By Matt Nable, Hachette, $32.99.
Australian actor Matt Nable takes readers to a steamy Darwin in the early 1960s for his debut crime thriller Still. In doing so, he follows a recent trend of Australian crime not only going regional but of interrogating this particular time period (such as Greg Woodland’s The Night Whistler). Setting crime stories in the 1960s allows authors to not only get away from the dilemma of mobile phones in crime fiction but to shine a light on Australia’s more racist and unreconstructed past.
Ned Potter is an inspector with the Darwin police force. His antenna twitch when a man found dead in the marshes shot twice is declared a suicide by his boss. But it is not until he accidentally stumbles over two more bodies and there is more interference from above that he finds himself itching to investigate on the side. Unable to deal with the pressure, Ned retreats into the bottle, his alcoholism making him easy prey for those trying to manipulate the case. At the same time, housewife Charlotte Clark, dreaming of a better life rescues an injured Aboriginal man and hides him away on her father’s old property to recover.
Nable is less interested in creating a mystery in Still than in exploring small town corruption. The outlines of the conspiracy are revealed early and includes the Mayor, the police chief and one of the local priests, among others. And while the “why” of this cabal is kept vague early on, anyone with a passing knowledge of this period of history will probably guess the types of crimes that the powerful are trying to cover up. This leads to a softer, surreptitious investigative response rather than the more common explosive third act. Which makes Still an interesting mix of down the line crime tropes and some more original approaches to the standard procedural.

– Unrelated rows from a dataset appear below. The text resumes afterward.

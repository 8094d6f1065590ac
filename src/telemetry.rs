//! Log setup for the generator server. `LOG_LEVEL` overrides the filter, `LOG_FORMAT=json`
//! switches to one JSON object per line.

use tracing_subscriber::EnvFilter;

/// Filter used when `LOG_LEVEL` is unset or unparsable.
///
/// `mcq` carries the generation/review flow (prompt sizes, parsed counts, reviews, evictions);
/// `mcqgen_backend` carries server plumbing (settings, upstream calls, request failures).
/// Both default to debug; tower-http request spans stay at info.
const DEFAULT_FILTER: &str = "info,mcq=debug,mcqgen_backend=debug,tower_http=info,axum=info";

#[derive(Debug, Clone, Copy, PartialEq, Eq)]
enum LogFormat {
    Pretty,
    Json,
}

impl LogFormat {
    fn parse(raw: Option<&str>) -> Self {
        match raw.map(str::trim) {
            Some(v) if v.eq_ignore_ascii_case("json") => LogFormat::Json,
            _ => LogFormat::Pretty,
        }
    }
}

fn filter_from(raw: Option<&str>) -> EnvFilter {
    raw.and_then(|directives| EnvFilter::try_new(directives).ok())
        .unwrap_or_else(|| EnvFilter::new(DEFAULT_FILTER))
}

pub fn init_tracing() {
    let level = std::env::var("LOG_LEVEL").ok();
    let format = LogFormat::parse(std::env::var("LOG_FORMAT").ok().as_deref());

    // Targets and source locations are kept so the two targets above stay distinguishable.
    let builder = tracing_subscriber::fmt()
        .with_env_filter(filter_from(level.as_deref()))
        .with_target(true)
        .with_file(true)
        .with_line_number(true);

    match format {
        LogFormat::Json => builder.json().init(),
        LogFormat::Pretty => builder.init(),
    }
}

#[cfg(test)]
mod tests {
    use super::*;

    #[test]
    fn log_format_defaults_to_pretty() {
        assert_eq!(LogFormat::parse(None), LogFormat::Pretty);
        assert_eq!(LogFormat::parse(Some("text")), LogFormat::Pretty);
        assert_eq!(LogFormat::parse(Some(" JSON ")), LogFormat::Json);
    }

    #[test]
    fn unparsable_level_falls_back_to_default_filter() {
        assert_eq!(filter_from(Some("mcq=verbose")).to_string(), EnvFilter::new(DEFAULT_FILTER).to_string());
        assert_eq!(filter_from(None).to_string(), EnvFilter::new(DEFAULT_FILTER).to_string());
        assert_eq!(filter_from(Some("warn")).to_string(), EnvFilter::new("warn").to_string());
    }
}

Still gives a real sense of Darwin of the time – the crocodile infested marshes, the beaches, the pubs – and of the incessant heat, broken by the occasional storm. Although after a while some of the adjectives and descriptors of the atmosphere and the environment become a little repetitive. And while alcohol has always been a problem and a crutch it would be nice once in a while to find an investigator who did not have to deal with a substance abuse problem.
Overall, though, Still is another great Australian crime fiction debut which does its best to break out of the procedural mould and deliver an atmospheric sense of place and time.